Evidently, police need to have a considerable degree of operational autonomy, if they are properly to discharge their functions of investigating crime. This is partly a matter of efficiency and effectiveness; the police are, or should be, not simply competent practitioners but (so to speak) the experts. It is also in part a matter of the need for institutional independence. Politicians, for example, need to be subject not only to an independently adjudicated law, but also to an independently enforced law. If a powerful politician, or powerful group of politicians, act unlawfully, the police must investigate, arrest and charge them. In order to ensure that the police effectively carry out these investigative tasks in relation to government, the police need to have a substantial degree of institutionally-based independence from government. Naturally, what must go hand in glove with independence is accountability; police must be held accountable for the exercise of their independence. In short, there are four interconnected notions: (1) operational autonomy; (2) competence (indeed, expertise); (3) institutional independence; (4) accountability.
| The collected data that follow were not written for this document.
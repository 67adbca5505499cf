use assert_cmd::Command;
use predicates::prelude::predicate::str;

#[test]
fn part1_output_right_answer() {
    let mut cmd = Command::cargo_bin("day15").unwrap();
    cmd.arg("inputs_example.txt").arg("one").args(["--row", "10"]);

    cmd.assert().success().stdout(str::diff("26\n"));
}
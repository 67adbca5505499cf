use proptest::prelude::*;
use toolkit::{
    interval::{self, Interval},
    path, ModularValue, Operand, Operation, OperationTable, Operator, SparseGraph,
};

fn arb_interval() -> impl Strategy<Value = Interval> {
    (-30i64..30, 0i64..12).prop_map(|(lo, width)| Interval::new(lo, lo + width).unwrap())
}

fn arb_operation() -> impl Strategy<Value = Operation> {
    (any::<bool>(), prop::option::of(0u64..12)).prop_map(|(is_add, operand)| {
        let operator = if is_add {
            Operator::Add
        } else {
            Operator::Multiply
        };
        let operand = operand.map(Operand::Constant).unwrap_or(Operand::Old);
        Operation::new(operator, operand)
    })
}

fn exact_value(initial: u64, operations: &[Operation]) -> Option<u128> {
    operations.iter().try_fold(u128::from(initial), |old, op| {
        let rhs = match op.operand() {
            Operand::Old => old,
            Operand::Constant(n) => u128::from(n),
        };
        match op.operator() {
            Operator::Add => old.checked_add(rhs),
            Operator::Multiply => old.checked_mul(rhs),
        }
    })
}

fn distance(graph: &SparseGraph<u8, ()>, start: u8, goal: u8) -> Option<usize> {
    path::shortest_path_len(graph, [start], &goal)
}

proptest! {
    #[test]
    fn reduce_is_idempotent(intervals in prop::collection::vec(arb_interval(), 0..20)) {
        let reduced = interval::reduce(intervals);
        prop_assert_eq!(interval::reduce(reduced.clone()), reduced);
    }

    #[test]
    fn reduce_keeps_coverage(intervals in prop::collection::vec(arb_interval(), 0..20)) {
        let reduced = interval::reduce(intervals.clone());
        for point in -40..50 {
            prop_assert_eq!(
                reduced.iter().any(|i| i.contains_point(point)),
                intervals.iter().any(|i| i.contains_point(point))
            );
        }
    }

    #[test]
    fn reduced_intervals_are_sorted_and_apart(intervals in prop::collection::vec(arb_interval(), 0..20)) {
        let reduced = interval::reduce(intervals);
        for pair in reduced.windows(2) {
            prop_assert!(pair[0].hi() < pair[1].lo());
            prop_assert!(!pair[0].overlaps(&pair[1]));
        }
    }

    #[test]
    fn removing_an_edge_never_shortens_a_path(
        edges in prop::collection::vec((0u8..8, 0u8..8), 1..24),
        removed_ind in any::<prop::sample::Index>(),
        start in 0u8..8,
        goal in 0u8..8,
    ) {
        let mut graph = SparseGraph::<u8, ()>::new();
        for (from, to) in &edges {
            graph.add_edge(*from, *to);
        }
        let before = distance(&graph, start, goal);

        let (from, to) = edges[removed_ind.index(edges.len())];
        graph.remove_edge(&from, &to);
        let after = distance(&graph, start, goal);

        match (before, after) {
            (Some(before), Some(after)) => prop_assert!(after >= before),
            (None, after) => prop_assert_eq!(after, None),
            (Some(_), None) => {}
        }
    }

    #[test]
    fn modular_value_matches_exact_arithmetic(
        initial in 0u64..60,
        operations in prop::collection::vec(arb_operation(), 0..=6),
        modulus in 1u64..100,
    ) {
        let exact = exact_value(initial, &operations);
        prop_assume!(exact.is_some());

        let mut table = OperationTable::new();
        let mut value = ModularValue::new(initial);
        for op in &operations {
            value.record(table.intern(*op));
        }

        let expect = u64::try_from(exact.unwrap() % u128::from(modulus)).unwrap();
        prop_assert_eq!(value.evaluate(&table, modulus), expect);
        prop_assert_eq!(value.evaluate_cached(&table, modulus), expect);
    }
}
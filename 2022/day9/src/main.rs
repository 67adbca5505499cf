use anyhow::Result;

fn main() -> Result<()> {
    toolkit::cli::run(day9::part_one, day9::part_two)
}
use anyhow::Result;

fn main() -> Result<()> {
    toolkit::cli::run(day4::part_one, day4::part_two)
}
use assert_cmd::Command;
use predicates::prelude::predicate::str;

#[test]
fn part1_output_right_answer() {
    let mut cmd = Command::cargo_bin("day11").unwrap();
    cmd.arg("inputs_example.txt").arg("one");

    cmd.assert().success().stdout(str::diff("10605\n"));
}
use std::{error, fmt::Display, path::Path};

use anyhow::Result;
use toolkit::{Coord, SparseGraph};
use tracing::trace;

#[derive(Debug)]
pub enum Error {
    InvalidPointText(String),
    DiagonalSegment(Coord, Coord),
    NoRock,
}

impl Display for Error {
    fn fmt(&self, f: &mut std::fmt::Formatter<'_>) -> std::fmt::Result {
        match self {
            Error::InvalidPointText(s) => {
                write!(f, "Invalid text({}) for point, expect \"<x>,<y>\".", s)
            }
            Error::DiagonalSegment(from, to) => write!(
                f,
                "Rock segment from {} to {} is neither horizontal nor vertical.",
                from, to
            ),
            Error::NoRock => write!(f, "No rock found in the scan."),
        }
    }
}

impl error::Error for Error {}

#[derive(Debug, Clone, Copy, PartialEq, Eq)]
pub enum Cell {
    Rock,
    Sand,
    Source,
}

impl Cell {
    pub fn symbol(&self) -> char {
        match self {
            Cell::Rock => '#',
            Cell::Sand => 'o',
            Cell::Source => '+',
        }
    }
}

/// Rock path from a scan line, one point after another.
#[derive(Debug, Clone)]
pub struct RockPath {
    points: Vec<Coord>,
}

impl TryFrom<&str> for RockPath {
    type Error = Error;

    fn try_from(value: &str) -> std::result::Result<Self, Self::Error> {
        let points = value
            .split("->")
            .map(|point| {
                let invalid = || Error::InvalidPointText(point.trim().to_string());
                let (x, y) = point.trim().split_once(',').ok_or_else(invalid)?;
                Ok(Coord::new(
                    x.parse::<i64>().map_err(|_| invalid())?,
                    y.parse::<i64>().map_err(|_| invalid())?,
                ))
            })
            .collect::<Result<Vec<_>, Error>>()?;
        for pair in points.windows(2) {
            if pair[0].x != pair[1].x && pair[0].y != pair[1].y {
                return Err(Error::DiagonalSegment(pair[0], pair[1]));
            }
        }

        Ok(Self { points })
    }
}

impl RockPath {
    fn coords(&self) -> impl Iterator<Item = Coord> + '_ {
        let single = self.points.first().filter(|_| self.points.len() == 1).copied();
        single.into_iter().chain(self.points.windows(2).flat_map(|pair| {
            let (from, to) = (pair[0], pair[1]);
            let (dx, dy) = ((to.x - from.x).signum(), (to.y - from.y).signum());
            let len = (to.x - from.x).abs().max((to.y - from.y).abs());
            (0..=len).map(move |i| from.offset(dx * i, dy * i))
        }))
    }
}

/// Outcome of dropping one unit of sand.
#[derive(Debug, Clone, Copy, PartialEq, Eq)]
pub enum Fall {
    Rest(Coord),
    Void,
}

pub struct Cave {
    cells: SparseGraph<Coord, Cell>,
    source: Coord,
    lowest_rock_y: i64,
    floor_y: Option<i64>,
}

impl Cave {
    pub const SOURCE: Coord = Coord { x: 500, y: 0 };

    pub fn new(paths: &[RockPath]) -> Result<Self, Error> {
        let mut cells = SparseGraph::new();
        for coord in paths.iter().flat_map(RockPath::coords) {
            cells.add_node(coord, Cell::Rock);
        }
        let mut lowest_rock_y = None;
        cells.for_each_node(|coord, _| {
            lowest_rock_y = Some(lowest_rock_y.map_or(coord.y, |y: i64| y.max(coord.y)));
        });
        let lowest_rock_y = lowest_rock_y.ok_or(Error::NoRock)?;
        cells.add_node(Self::SOURCE, Cell::Source);

        Ok(Self {
            cells,
            source: Self::SOURCE,
            lowest_rock_y,
            floor_y: None,
        })
    }

    /// Adds an infinite floor two levels below the lowest rock.
    pub fn with_floor(mut self) -> Self {
        self.floor_y = Some(self.lowest_rock_y + 2);
        self
    }

    pub fn is_blocked(&self, coord: &Coord) -> bool {
        self.floor_y.is_some_and(|floor_y| coord.y >= floor_y)
            || self
                .cells
                .node(coord)
                .is_some_and(|cell| *cell != Cell::Source)
    }

    /// Drops one unit of sand from the source, it tries down, down-left then down-right.
    pub fn drop_sand(&mut self) -> Fall {
        let mut pos = self.source;
        loop {
            if self.floor_y.is_none() && pos.y > self.lowest_rock_y {
                return Fall::Void;
            }

            let next = [pos.offset(0, 1), pos.offset(-1, 1), pos.offset(1, 1)]
                .into_iter()
                .find(|c| !self.is_blocked(c));
            match next {
                Some(next) => pos = next,
                None => {
                    self.cells.add_node(pos, Cell::Sand);
                    return Fall::Rest(pos);
                }
            }
        }
    }

    /// Units of sand coming to rest before one falls into the void or the source is blocked.
    pub fn fill(&mut self) -> usize {
        let mut rest_n = 0;
        while let Fall::Rest(pos) = self.drop_sand() {
            rest_n += 1;
            if pos == self.source {
                break;
            }
        }

        rest_n
    }

    /// Smallest region holding every rock, sand and the source.
    pub fn bounds(&self) -> (Coord, Coord) {
        let (mut min, mut max) = (self.source, self.source);
        self.cells.for_each_node(|coord, _| {
            min = Coord::new(min.x.min(coord.x), min.y.min(coord.y));
            max = Coord::new(max.x.max(coord.x), max.y.max(coord.y));
        });

        (min, max)
    }

    /// Picture of the region between `top_left` and `bottom_right`, inclusive.
    pub fn draw(&self, top_left: Coord, bottom_right: Coord) -> String {
        (top_left.y..=bottom_right.y)
            .map(|y| {
                (top_left.x..=bottom_right.x)
                    .map(|x| {
                        let coord = Coord::new(x, y);
                        match self.cells.node(&coord) {
                            Some(cell) => cell.symbol(),
                            None if self.floor_y.is_some_and(|f| y >= f) => '#',
                            None => '.',
                        }
                    })
                    .collect::<String>()
            })
            .collect::<Vec<_>>()
            .join("\n")
    }
}

fn trace_cave(cave: &Cave) {
    if tracing::enabled!(tracing::Level::TRACE) {
        let (top_left, bottom_right) = cave.bounds();
        trace!("Cave:\n{}", cave.draw(top_left, bottom_right));
    }
}

pub fn read_paths<P: AsRef<Path>>(path: P) -> Result<Vec<RockPath>> {
    toolkit::input::parse_lines(path, |s| RockPath::try_from(s))
}

pub fn part_one(input_path: &Path) -> Result<usize> {
    let mut cave = Cave::new(&read_paths(input_path)?)?;
    let rest_n = cave.fill();
    trace_cave(&cave);

    Ok(rest_n)
}

pub fn part_two(input_path: &Path) -> Result<usize> {
    let mut cave = Cave::new(&read_paths(input_path)?)?.with_floor();
    let rest_n = cave.fill();
    trace_cave(&cave);

    Ok(rest_n)
}

#[cfg(test)]
mod tests {
    use super::*;

    fn cave() -> Cave {
        let paths = ["498,4 -> 498,6 -> 496,6", "503,4 -> 502,4 -> 502,9 -> 494,9"]
            .into_iter()
            .map(|s| RockPath::try_from(s).unwrap())
            .collect::<Vec<_>>();
        Cave::new(&paths).unwrap()
    }

    #[test]
    fn first_grains_settle_on_rock() {
        let mut cave = cave();
        assert_eq!(cave.drop_sand(), Fall::Rest(Coord::new(500, 8)));
        assert_eq!(cave.drop_sand(), Fall::Rest(Coord::new(499, 8)));
        assert_eq!(cave.drop_sand(), Fall::Rest(Coord::new(501, 8)));
    }

    #[test]
    fn drawing_shows_every_cell() {
        let mut cave = cave();
        cave.drop_sand();
        let (top_left, bottom_right) = cave.bounds();
        assert_eq!(top_left, Coord::new(494, 0));
        assert_eq!(bottom_right, Coord::new(503, 9));

        let picture = cave.draw(top_left, bottom_right);
        let rows = picture.lines().collect::<Vec<_>>();
        assert_eq!(rows[0], "......+...");
        assert_eq!(rows[4], "....#...##");
        assert_eq!(rows[8], "......o.#.");
        assert_eq!(rows[9], "#########.");
    }

    #[test]
    fn floor_catches_everything() {
        let paths = [RockPath::try_from("500,5").unwrap()];
        let mut cave = Cave::new(&paths).unwrap();
        assert_eq!(cave.drop_sand(), Fall::Void);

        let mut cave = Cave::new(&paths).unwrap().with_floor();
        assert_eq!(cave.drop_sand(), Fall::Rest(Coord::new(499, 6)));
        assert_eq!(cave.drop_sand(), Fall::Rest(Coord::new(498, 6)));
    }

    #[test]
    fn bad_scan_lines() {
        assert!(matches!(
            RockPath::try_from("1,1 -> 2,2"),
            Err(Error::DiagonalSegment(_, _))
        ));
        assert!(matches!(
            RockPath::try_from("1,1 -> 2"),
            Err(Error::InvalidPointText(_))
        ));
    }
}
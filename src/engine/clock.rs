//! Simulation clock management.
//!
//! Time is derived from the number of accepted macro steps
//! (`step_count × dt`) rather than accumulated by repeated addition, so
//! sample times never drift and stay exactly reproducible.

use serde::{Deserialize, Serialize};

/// Fixed-step simulation clock.
#[derive(Debug, Clone, Copy, PartialEq, Serialize, Deserialize)]
pub struct SimClock {
    /// Macro step in seconds.
    dt: f64,
    /// Number of accepted steps since the last reset.
    step_count: u64,
}

impl SimClock {
    /// Create a new clock with the given timestep in seconds.
    ///
    /// # Panics
    ///
    /// Panics if timestep is not positive or not finite. Configuration
    /// validation rejects such values before a clock is built.
    #[must_use]
    pub fn new(dt: f64) -> Self {
        assert!(dt > 0.0, "Timestep must be positive");
        assert!(dt.is_finite(), "Timestep must be finite");
        Self { dt, step_count: 0 }
    }

    /// Current simulation time in seconds.
    #[must_use]
    pub fn now(&self) -> f64 {
        self.time_at(self.step_count)
    }

    /// Time after one more tick, without ticking.
    #[must_use]
    pub fn peek_next(&self) -> f64 {
        self.time_at(self.step_count + 1)
    }

    /// Time of the `n`-th step.
    #[must_use]
    pub fn time_at(&self, n: u64) -> f64 {
        n as f64 * self.dt
    }

    /// Macro step in seconds.
    #[must_use]
    pub const fn dt(&self) -> f64 {
        self.dt
    }

    /// Number of accepted steps.
    #[must_use]
    pub const fn step_count(&self) -> u64 {
        self.step_count
    }

    /// Advance by one step and return the new time.
    pub fn tick(&mut self) -> f64 {
        self.step_count += 1;
        self.now()
    }

    /// Reset clock to zero.
    #[allow(clippy::missing_const_for_fn)]
    pub fn reset(&mut self) {
        self.step_count = 0;
    }
}
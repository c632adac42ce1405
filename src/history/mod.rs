//! Sliding-window history of accepted steps.
//!
//! Every accepted sample is turned into a [`HistoryRecord`] on ingestion:
//! energies and unwrapped angles are computed once, here, and stored. Reads
//! hand back exactly what was observed at the time.
//!
//! Storage is a [`RingBuffer`] of `ceil(W / dt) + 2` records, so memory stays
//! bounded and appends never shift.

pub mod ring;

use serde::{Deserialize, Serialize};
use std::f64::consts::PI;

use crate::engine::state::{PhysicalParams, RotorState};
use crate::physics::derived::{wrap_angle, AngleUnwrapper, EnergyBreakdown};

pub use ring::{BufferPhase, RingBuffer};

/// One accepted step, with its derived quantities frozen at ingestion.
#[derive(Debug, Clone, Copy, PartialEq, Default, Serialize, Deserialize)]
pub struct HistoryRecord {
    /// Simulation time (s).
    pub time: f64,
    /// Raw integrated state.
    pub state: RotorState,
    /// Energy decomposition.
    pub energy: EnergyBreakdown,
    /// Cumulative unwrapped angles.
    pub unwrapped_theta: (f64, f64),
}

/// Chronological, column-oriented copy of the history window.
///
/// All four columns have the same length (the occupancy at read time).
#[derive(Debug, Clone, Default, PartialEq, Serialize, Deserialize)]
pub struct HistorySnapshot {
    /// Sample times, strictly increasing.
    pub times: Vec<f64>,
    /// Raw states.
    pub states: Vec<RotorState>,
    /// `(e1, e2, etotal)` per sample.
    pub energies: Vec<(f64, f64, f64)>,
    /// Unwrapped `(theta1, theta2)` per sample.
    pub unwrapped_thetas: Vec<(f64, f64)>,
}

impl HistorySnapshot {
    /// Number of samples.
    #[must_use]
    pub fn len(&self) -> usize {
        self.times.len()
    }

    /// Whether the snapshot is empty.
    #[must_use]
    pub fn is_empty(&self) -> bool {
        self.times.is_empty()
    }

    /// Unwrapped angles folded back into `[-π, π)` for display.
    #[must_use]
    pub fn wrapped_thetas(&self) -> Vec<(f64, f64)> {
        self.unwrapped_thetas
            .iter()
            .map(|&(a, b)| (wrap_angle(a), wrap_angle(b)))
            .collect()
    }

    /// Per-rotator indices where the wrapped angle trace must break; see
    /// [`segment_breaks`].
    #[must_use]
    pub fn segment_breaks(&self) -> (Vec<usize>, Vec<usize>) {
        let (first, second): (Vec<f64>, Vec<f64>) = self.wrapped_thetas().into_iter().unzip();
        (segment_breaks(&first), segment_breaks(&second))
    }

    /// Visible time range for this window, ending at its latest sample.
    /// An empty snapshot is treated as ending at `t = 0`.
    #[must_use]
    pub fn time_axis(&self, window_width: f64) -> (f64, f64) {
        time_axis(window_width, self.times.last().copied().unwrap_or(0.0))
    }
}

/// Indices `i` where a plotted line must break between samples `i-1`
/// and `i` because `series` jumps by more than `π`.
#[must_use]
pub fn segment_breaks(series: &[f64]) -> Vec<usize> {
    series
        .windows(2)
        .enumerate()
        .filter(|(_, w)| (w[1] - w[0]).abs() > PI)
        .map(|(i, _)| i + 1)
        .collect()
}

/// Visible time range for a window of width `window_width` ending at
/// `now`: `(max(0, now − W), max(W, now))`.
#[must_use]
pub fn time_axis(window_width: f64, now: f64) -> (f64, f64) {
    ((now - window_width).max(0.0), window_width.max(now))
}

impl FromIterator<HistoryRecord> for HistorySnapshot {
    fn from_iter<I: IntoIterator<Item = HistoryRecord>>(iter: I) -> Self {
        let iter = iter.into_iter();
        let (lower, _) = iter.size_hint();
        let mut snap = Self {
            times: Vec::with_capacity(lower),
            states: Vec::with_capacity(lower),
            energies: Vec::with_capacity(lower),
            unwrapped_thetas: Vec::with_capacity(lower),
        };
        for record in iter {
            snap.times.push(record.time);
            snap.states.push(record.state);
            snap.energies.push(record.energy.as_tuple());
            snap.unwrapped_thetas.push(record.unwrapped_theta);
        }
        snap
    }
}

/// Bounded history plus the unwrap accumulator feeding it.
#[derive(Debug, Clone)]
pub struct HistoryStore {
    buffer: RingBuffer<HistoryRecord>,
    unwrapper: AngleUnwrapper,
    params: PhysicalParams,
}

impl HistoryStore {
    /// Allocate a store for `capacity` records.
    ///
    /// # Panics
    ///
    /// Panics if `capacity` is zero.
    #[must_use]
    pub fn new(capacity: usize, params: PhysicalParams) -> Self {
        Self {
            buffer: RingBuffer::with_capacity(capacity),
            unwrapper: AngleUnwrapper::default(),
            params,
        }
    }

    /// Clear occupancy and seed the window with the initial sample.
    pub fn reset(&mut self, time: f64, state: &RotorState, params: PhysicalParams) {
        self.buffer.clear();
        self.params = params;
        self.unwrapper.seed(state.theta1, state.theta2);
        self.ingest(time, state);
    }

    /// Compute derived quantities for an accepted sample and append it.
    pub fn ingest(&mut self, time: f64, state: &RotorState) -> HistoryRecord {
        let unwrapped_theta = self.unwrapper.update(state.theta1, state.theta2);
        let record = HistoryRecord {
            time,
            state: *state,
            energy: EnergyBreakdown::of(state, &self.params),
            unwrapped_theta,
        };
        self.buffer.push(record);
        record
    }

    /// Chronological column copy of the window.
    #[must_use]
    pub fn snapshot(&self) -> HistorySnapshot {
        self.buffer.iter().copied().collect()
    }

    /// Iterate records oldest to newest.
    pub fn records(&self) -> impl DoubleEndedIterator<Item = &HistoryRecord> + '_ {
        self.buffer.iter()
    }

    /// Most recent record.
    #[must_use]
    pub fn latest(&self) -> Option<&HistoryRecord> {
        self.buffer.latest()
    }

    /// Current occupancy.
    #[must_use]
    pub const fn len(&self) -> usize {
        self.buffer.len()
    }

    /// Whether nothing has been ingested since the last reset.
    #[must_use]
    pub const fn is_empty(&self) -> bool {
        self.buffer.is_empty()
    }

    /// Fixed capacity.
    #[must_use]
    pub const fn capacity(&self) -> usize {
        self.buffer.capacity()
    }

    /// Occupancy phase.
    #[must_use]
    pub const fn phase(&self) -> BufferPhase {
        self.buffer.phase()
    }

    /// Parameters used for energy computation.
    #[must_use]
    pub const fn params(&self) -> PhysicalParams {
        self.params
    }
}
An important complicating factor in relation to this four way nexus is the need for police organisations to be responsive to government; after all, government will have, and need to have, security policies and it is a function of police organisations to implement these policies. The point to be made here is that this need for responsiveness to government is in some tension with the need for operational autonomy and police independence.
If independence is a key requirement for police investigators and police organisations then it is presumably also a requirement for investigators in other sectors. In recent times there has been a rebirth of private policing, most prominently in the security arena but also in the investigations area. For example, in the important area of fraud investigation, many corporations are employing their own investigators. The increase in the numbers of non-police investigators raises some important ethical issues in relation to investigative independence.
On the one hand, specialised non-police investigators may be better placed than police investigators to investigate cases where complex organisational and technical issues are involved. Also, this growth in non-police investigators reflects the inability of the police resources to cover all areas. On the other hand, non-police investigators may well be less accountable than public police. Specifically, there is the possible conflict of interest that can arise for the non-police investigator when the interests of the employing private company or corporation are held to be of greater importance than those of bringing the wrong doer to justice. This situation is particularly acute when the investigator reports directly to the manager of a company.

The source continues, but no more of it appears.